(HealthDay News) — Primary care providers (PCPs) order significantly more food allergen panels and generate higher costs per patient than allergists, according to a review published in Pediatrics.
David R. Stukus, MD, from The Ohio State University College of Medicine in Columbus, and colleagues conducted a retrospective review of food allergen immunoglobulin E (IgE) tests ordered by all provider types during 2013.
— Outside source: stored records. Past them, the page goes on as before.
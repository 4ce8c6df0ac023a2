//! kafka-auth - authentication for Kafka access paths (REST proxy, gateway)
//!
//! Auto-detects authentication method from the credential shape:
//! 1. OAuth client id + secret → OAuth2 client credentials
//! 2. Kerberos principal + keytab → Kerberos (rejected, needs a ticket)
//! 3. Opaque token → gateway token or bearer token
//! 4. Otherwise → Basic

pub mod auth;
mod credentials;
mod error;

pub use auth::{
    AuthManager, AuthMethod, AuthProvider, Authenticator, AuthenticatorConfig, EndpointStatus,
    ServiceAuthStatus, Token, TokenScheme,
};
pub use credentials::Credentials;
pub use error::AuthError;
pub use reqwest::header::HeaderMap;
use std::env;
use std::error::Error;

use tracing_appender::non_blocking::WorkerGuard;
use tracing_subscriber::EnvFilter;

/// Install the global subscriber.
///
/// Human-readable by default, bunyan JSON when `JSON_LOG=true`. `RUST_LOG`
/// wins over `default_level`. Logs go to stderr, stdout carries command output.
pub fn init(default_level: &str) -> Result<Option<WorkerGuard>, Box<dyn Error>> {
    use tracing_bunyan_formatter::{BunyanFormattingLayer, JsonStorageLayer};
    use tracing_log::LogTracer;
    use tracing_subscriber::layer::SubscriberExt;
    use tracing_subscriber::Registry;

    if !json_log_enabled() {
        tracing_subscriber::fmt()
            .with_env_filter(env_filter(default_level))
            .with_writer(std::io::stderr)
            .try_init()
            .map_err(|e| -> Box<dyn Error> { e })?;
        return Ok(None);
    }

    // Redirect the logs from log library to tracing's subscribers.
    LogTracer::init()?;

    let app_name = concat!(env!("CARGO_PKG_NAME"), "-", env!("CARGO_PKG_VERSION")).to_string();

    let (non_blocking_writer, guard) = tracing_appender::non_blocking(std::io::stderr());

    let bunyan_formatting_layer = BunyanFormattingLayer::new(app_name, non_blocking_writer);
    let subscriber = Registry::default()
        .with(env_filter(default_level))
        .with(JsonStorageLayer)
        .with(bunyan_formatting_layer);
    tracing::subscriber::set_global_default(subscriber)?;
    Ok(Some(guard))
}

fn json_log_enabled() -> bool {
    env::var("JSON_LOG").map_or(false, |s| s.parse().unwrap_or_default())
}

fn env_filter(default_level: &str) -> EnvFilter {
    EnvFilter::try_from_default_env().unwrap_or_else(|_| EnvFilter::new(default_level))
}

#[cfg(test)]
mod tests {
    use super::*;

    #[test]
    fn test_second_init_is_an_error() {
        let first = init("info");
        assert!(first.is_ok());
        assert!(init("debug").is_err());
    }
}
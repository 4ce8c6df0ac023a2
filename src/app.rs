use crate::config::{Config, ConfigError, DEFAULT_ROUTE};
use kafka_auth::{AuthManager, AuthProvider, Credentials};
use kafka_router::{
    AttemptStats, Backend, BackendDescriptor, HttpBackend, OperationRequest, OperationResult,
    Orchestrator,
};
use serde_json::{Map, Value};
use std::collections::BTreeMap;
use std::error::Error;
use std::sync::Arc;

type Bound = (Arc<dyn Backend>, Arc<dyn AuthProvider>);

/// Services, backends and routes built from one configuration
pub struct App {
    auth: AuthManager,
    orchestrator: Orchestrator,
    stats: Arc<AttemptStats>,
}

impl App {
    pub fn build(config: &Config) -> Result<Self, Box<dyn Error>> {
        let credentials: Arc<Credentials> = Arc::new(config.credentials.to_credentials());
        let auth_config = config.auth.to_authenticator_config();

        let mut auth = AuthManager::new(credentials);
        for (service, url) in &config.services {
            auth.register(service, url, auth_config.clone())?;
        }

        let mut bound: BTreeMap<&str, Bound> = BTreeMap::new();
        for (name, backend) in &config.backends {
            let service_url =
                config
                    .services
                    .get(&backend.service)
                    .ok_or_else(|| ConfigError::UnknownService {
                        backend: name.clone(),
                        service: backend.service.clone(),
                    })?;
            let base_url = backend.base_url.as_deref().unwrap_or(service_url);

            let mut http =
                HttpBackend::new(name.as_str(), base_url, backend.layout(), auth_config.verify_tls)?;
            if let Some(cluster_id) = &backend.cluster_id {
                http = http.with_cluster_id(cluster_id.as_str());
            }

            let http: Arc<dyn Backend> = Arc::new(http);
            let authenticator: Arc<dyn AuthProvider> = auth.authenticator(&backend.service)?;
            bound.insert(name.as_str(), (http, authenticator));
        }

        let descriptors = |route: &str, names: &[String]| -> Result<Vec<BackendDescriptor>, ConfigError> {
            names
                .iter()
                .enumerate()
                .map(|(rank, name)| {
                    let (backend, authenticator) =
                        bound
                            .get(name.as_str())
                            .ok_or_else(|| ConfigError::UnknownBackend {
                                route: route.to_string(),
                                backend: name.clone(),
                            })?;
                    Ok::<_, ConfigError>(BackendDescriptor::new(
                        rank as u32,
                        backend.clone(),
                        authenticator.clone(),
                    ))
                })
                .collect()
        };

        let stats = Arc::new(AttemptStats::new());
        let mut builder = Orchestrator::builder()
            .observer(stats.clone())
            .default_route(descriptors(DEFAULT_ROUTE, config.default_route())?);
        for (operation, names) in config.operation_routes()? {
            builder = builder.route(operation, descriptors(operation.as_str(), names)?);
        }

        Ok(Self {
            auth,
            orchestrator: builder.build(),
            stats,
        })
    }

    pub fn auth(&self) -> &AuthManager {
        &self.auth
    }

    pub fn stats(&self) -> &AttemptStats {
        &self.stats
    }

    /// Run one tool call; `arguments` may be null for tools without parameters.
    pub async fn dispatch(
        &self,
        tool: &str,
        arguments: Value,
    ) -> Result<OperationResult, serde_json::Error> {
        let request = OperationRequest::from_tool(tool, arguments)?;
        Ok(self.orchestrator.execute(&request).await)
    }

    pub fn route_table(&self) -> Value {
        let table: Map<String, Value> = self
            .orchestrator
            .route_table()
            .into_iter()
            .map(|(operation, names)| (operation.to_string(), Value::from(names)))
            .collect();
        Value::Object(table)
    }
}
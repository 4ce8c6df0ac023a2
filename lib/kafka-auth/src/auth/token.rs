use chrono::{DateTime, Duration, Utc};
use serde::Serialize;
use std::fmt;

/// How the token is presented in the `Authorization` header.
#[derive(Debug, Clone, Copy, PartialEq, Eq, Serialize)]
pub enum TokenScheme {
    Basic,
    Bearer,
}

impl TokenScheme {
    pub fn as_str(&self) -> &'static str {
        match self {
            TokenScheme::Basic => "Basic",
            TokenScheme::Bearer => "Bearer",
        }
    }

    /// Map an OAuth2 `token_type` onto a header scheme.
    pub fn from_token_type(token_type: &str) -> Self {
        if token_type.eq_ignore_ascii_case("basic") {
            TokenScheme::Basic
        } else {
            TokenScheme::Bearer
        }
    }
}

impl fmt::Display for TokenScheme {
    fn fmt(&self, f: &mut fmt::Formatter<'_>) -> fmt::Result {
        f.write_str(self.as_str())
    }
}

/// Token information from authentication
#[derive(Clone)]
pub struct Token {
    pub secret: String,
    pub scheme: TokenScheme,
    pub issued_at: DateTime<Utc>,
    pub expires_at: Option<DateTime<Utc>>,
    pub refresh_secret: Option<String>,
    pub scope: Option<String>,
}

impl Token {
    /// Non-expiring token (Basic credentials or a caller-supplied opaque token)
    pub fn static_token(secret: String, scheme: TokenScheme) -> Self {
        Self {
            secret,
            scheme,
            issued_at: Utc::now(),
            expires_at: None,
            refresh_secret: None,
            scope: None,
        }
    }

    /// Token minted by a token endpoint, expiring `expires_in` seconds from now
    pub fn issued(secret: String, scheme: TokenScheme, expires_in: Option<u64>) -> Self {
        let issued_at = Utc::now();
        Self {
            secret,
            scheme,
            issued_at,
            expires_at: expires_in.and_then(|secs| expiry_after(issued_at, secs)),
            refresh_secret: None,
            scope: None,
        }
    }

    /// Check if token is expired at `now`
    pub fn is_expired_at(&self, now: DateTime<Utc>) -> bool {
        match self.expires_at {
            Some(expires_at) => now >= expires_at,
            None => false,
        }
    }

    /// Value of the `Authorization` header
    pub fn authorization(&self) -> String {
        format!("{} {}", self.scheme, self.secret)
    }
}

/// `None` when the lease does not fit a timestamp; such a token is treated as non-expiring.
fn expiry_after(issued_at: DateTime<Utc>, secs: u64) -> Option<DateTime<Utc>> {
    i64::try_from(secs)
        .ok()
        .and_then(Duration::try_seconds)
        .and_then(|lease| issued_at.checked_add_signed(lease))
}

impl fmt::Debug for Token {
    fn fmt(&self, f: &mut fmt::Formatter<'_>) -> fmt::Result {
        f.debug_struct("Token")
            .field("secret", &"***")
            .field("scheme", &self.scheme)
            .field("issued_at", &self.issued_at)
            .field("expires_at", &self.expires_at)
            .field("refreshable", &self.refresh_secret.is_some())
            .field("scope", &self.scope)
            .finish()
    }
}

#[cfg(test)]
mod tests {
    use super::*;

    #[test]
    fn test_static_token_never_expires() {
        let token = Token::static_token("test".to_string(), TokenScheme::Bearer);
        assert!(!token.is_expired_at(Utc::now() + Duration::days(365)));
    }

    #[test]
    fn test_issued_token_expires_after_lease() {
        let token = Token::issued("test".to_string(), TokenScheme::Bearer, Some(100));
        assert!(!token.is_expired_at(token.issued_at + Duration::seconds(50)));
        assert!(token.is_expired_at(token.issued_at + Duration::seconds(100)));
    }

    #[test]
    fn test_oversized_lease_does_not_overflow() {
        let token = Token::issued("test".to_string(), TokenScheme::Bearer, Some(100_000_000_000_000_000));
        assert_eq!(token.expires_at, None);

        let token = Token::issued("test".to_string(), TokenScheme::Bearer, Some(u64::MAX));
        assert_eq!(token.expires_at, None);
        assert!(!token.is_expired_at(Utc::now()));
    }

    #[test]
    fn test_authorization_uses_scheme() {
        let basic = Token::static_token("YWRtaW46c2VjcmV0".to_string(), TokenScheme::Basic);
        assert_eq!(basic.authorization(), "Basic YWRtaW46c2VjcmV0");

        let bearer = Token::issued("abc".to_string(), TokenScheme::from_token_type("bearer"), None);
        assert_eq!(bearer.authorization(), "Bearer abc");
    }

    #[test]
    fn test_debug_hides_secret() {
        let token = Token::static_token("super-secret".to_string(), TokenScheme::Bearer);
        assert!(!format!("{:?}", token).contains("super-secret"));
    }
}
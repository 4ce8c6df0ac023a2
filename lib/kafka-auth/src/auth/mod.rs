mod authenticator;
mod handshake;
mod manager;
mod method;
mod token;

pub use authenticator::{Authenticator, AuthenticatorConfig, EndpointStatus, ServiceAuthStatus};
pub use manager::AuthManager;
pub use method::{AuthMethod, GATEWAY_TOKEN_MARKER, GATEWAY_TOKEN_MIN_LEN};
pub use token::{Token, TokenScheme};

use crate::AuthError;
use async_trait::async_trait;
use reqwest::header::HeaderMap;

/// Source of request headers for a backend.
///
/// Implemented by [`Authenticator`]; backends only ever see this trait.
#[async_trait]
pub trait AuthProvider: Send + Sync {
    /// Name used in logs (usually the service name)
    fn name(&self) -> &str;

    /// Headers for the current token; `NotAuthenticated` if there is none
    async fn get_auth_headers(&self) -> Result<HeaderMap, AuthError>;

    async fn is_token_valid(&self) -> bool;

    /// Obtain a first token
    async fn ensure_authenticated(&self) -> Result<Token, AuthError>;

    /// Replace the current token
    async fn refresh(&self) -> Result<Token, AuthError>;
}
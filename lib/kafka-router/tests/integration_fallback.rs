// lib/kafka-router/tests/integration_fallback.rs

use kafka_auth::{Authenticator, AuthenticatorConfig, Credentials};
use kafka_router::{
    BackendDescriptor, EndpointLayout, HttpBackend, OperationKind, OperationRequest, Orchestrator,
};
use serde_json::json;
use std::sync::Arc;
use std::time::Duration;
use wiremock::matchers::{header, method, path};
use wiremock::{Mock, MockServer, ResponseTemplate};

const BASIC_ADMIN: &str = "Basic YWRtaW46c2VjcmV0";

async fn healthy_server() -> MockServer {
    let server = MockServer::start().await;
    Mock::given(method("GET"))
        .and(path("/api/health"))
        .respond_with(ResponseTemplate::new(200))
        .mount(&server)
        .await;
    server
}

fn descriptor(rank: u32, name: &str, server: &MockServer, layout: EndpointLayout) -> BackendDescriptor {
    let credentials = Arc::new(Credentials::new("admin", "secret"));
    let auth = Authenticator::new(name, server.uri(), credentials, AuthenticatorConfig::default())
        .unwrap();
    let backend = HttpBackend::new(name, &server.uri(), layout, true)
        .unwrap()
        .with_cluster_id("c1");
    BackendDescriptor::new(rank, Arc::new(backend), Arc::new(auth))
}

#[tokio::test]
async fn test_falls_back_from_cloud_to_gateway() {
    let cloud = healthy_server().await;
    Mock::given(method("GET"))
        .and(path("/cdp-proxy/kafka-rest/clusters/c1/topics"))
        .respond_with(ResponseTemplate::new(503).set_body_string("unavailable"))
        .expect(1)
        .mount(&cloud)
        .await;

    let gateway = healthy_server().await;
    Mock::given(method("GET"))
        .and(path("/gateway/cdp-proxy-api/kafka-rest/clusters/c1/topics"))
        .and(header("authorization", BASIC_ADMIN))
        .respond_with(
            ResponseTemplate::new(200).set_body_json(json!({"data": [{"topic_name": "orders"}]})),
        )
        .expect(1)
        .mount(&gateway)
        .await;

    let orchestrator = Orchestrator::builder()
        .default_route(vec![
            descriptor(
                0,
                "cloud",
                &cloud,
                EndpointLayout::CloudRest {
                    path_prefix: String::new(),
                },
            ),
            descriptor(
                1,
                "gateway",
                &gateway,
                EndpointLayout::Gateway {
                    topology: "cdp-proxy-api".to_string(),
                },
            ),
        ])
        .build();

    let result = orchestrator.execute(&OperationRequest::ListTopics {}).await;

    assert!(result.succeeded);
    assert_eq!(result.served_by, "gateway");
    assert_eq!(result.payload, Some(json!({"count": 1, "topics": ["orders"]})));
}

#[tokio::test]
async fn test_all_backends_failing_reports_each_cause() {
    let cloud = healthy_server().await;
    Mock::given(method("DELETE"))
        .and(path("/cdp-proxy/kafka-rest/clusters/c1/topics/orders"))
        .respond_with(ResponseTemplate::new(500).set_body_string("broker down"))
        .mount(&cloud)
        .await;

    let gateway = healthy_server().await;
    Mock::given(method("DELETE"))
        .and(path("/gateway/cdp-proxy-api/kafka-rest/clusters/c1/topics/orders"))
        .respond_with(ResponseTemplate::new(404).set_body_json(json!({"message": "unknown"})))
        .mount(&gateway)
        .await;

    let orchestrator = Orchestrator::builder()
        .route(
            OperationKind::DeleteTopic,
            vec![
                descriptor(
                    0,
                    "cloud",
                    &cloud,
                    EndpointLayout::CloudRest {
                        path_prefix: String::new(),
                    },
                ),
                descriptor(
                    1,
                    "gateway",
                    &gateway,
                    EndpointLayout::Gateway {
                        topology: "cdp-proxy-api".to_string(),
                    },
                ),
            ],
        )
        .build();

    let request = OperationRequest::from_tool("delete_topic", json!({"name": "orders"})).unwrap();
    let result = orchestrator.execute(&request).await;

    assert!(!result.succeeded);
    assert_eq!(result.served_by, "none");
    let value = serde_json::to_value(&result).unwrap();
    assert_eq!(value["failures"][0]["backend"], "cloud");
    assert_eq!(value["failures"][0]["reason"], "status 500: broker down");
    assert_eq!(value["failures"][1]["backend"], "gateway");
}

#[tokio::test]
async fn test_write_stalled_in_discovery_falls_back() {
    let stalled = healthy_server().await;
    Mock::given(method("GET"))
        .and(path("/cdp-proxy/kafka-rest/clusters"))
        .respond_with(
            ResponseTemplate::new(200)
                .set_body_json(json!({"data": [{"cluster_id": "c1"}]}))
                .set_delay(Duration::from_secs(3)),
        )
        .mount(&stalled)
        .await;
    Mock::given(method("POST"))
        .respond_with(ResponseTemplate::new(201))
        .expect(0)
        .mount(&stalled)
        .await;

    let gateway = healthy_server().await;
    Mock::given(method("POST"))
        .and(path("/gateway/cdp-proxy-api/kafka-rest/clusters/c1/topics"))
        .respond_with(ResponseTemplate::new(201).set_body_json(json!({"topic_name": "orders"})))
        .expect(1)
        .mount(&gateway)
        .await;

    let credentials = Arc::new(Credentials::new("admin", "secret"));
    let auth = Authenticator::new("a", stalled.uri(), credentials, AuthenticatorConfig::default())
        .unwrap();
    let discovering = HttpBackend::new(
        "a",
        &stalled.uri(),
        EndpointLayout::CloudRest {
            path_prefix: String::new(),
        },
        true,
    )
    .unwrap();

    let orchestrator = Orchestrator::builder()
        .default_route(vec![
            BackendDescriptor::new(0, Arc::new(discovering), Arc::new(auth)),
            descriptor(
                1,
                "b",
                &gateway,
                EndpointLayout::Gateway {
                    topology: "cdp-proxy-api".to_string(),
                },
            ),
        ])
        .attempt_timeout(Duration::from_secs(1))
        .build();

    let request = OperationRequest::from_tool("create_topic", json!({"name": "orders"})).unwrap();
    let result = orchestrator.execute(&request).await;

    assert!(result.succeeded);
    assert_eq!(result.served_by, "b");
}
The researchers found that 10,794 single-food IgE tests and 3,065 allergen panels were ordered during 2013. Most single-food IgE tests (58.2%) were ordered by allergists, while PCPs ordered 78.8% of food allergen panels (P<.001). Of all PCP-ordered IgE tests, 45.1% were panels compared with 1.2% of allergist-placed orders (P<.001). Compared to PCPs with less experience, PCPs in practice for >15 years ordered a higher number of food allergen panels (P<.05). PCPs ordered more tests for unlikely causes of food allergies than allergists (P<.001). PCPs had higher total cost of IgE testing and cost per patient than allergists.
“These results suggest a need for increased education of PCPs regarding proper use of food IgE tests,” the authors write.
- Stukus DR, Kempe E, Leber A, Thornton D, Scherzer R. Use of food allergy panels by pediatric care providers compared with allergists. Pediatrics. 2016. doi: 10.1542/peds.2016-1602.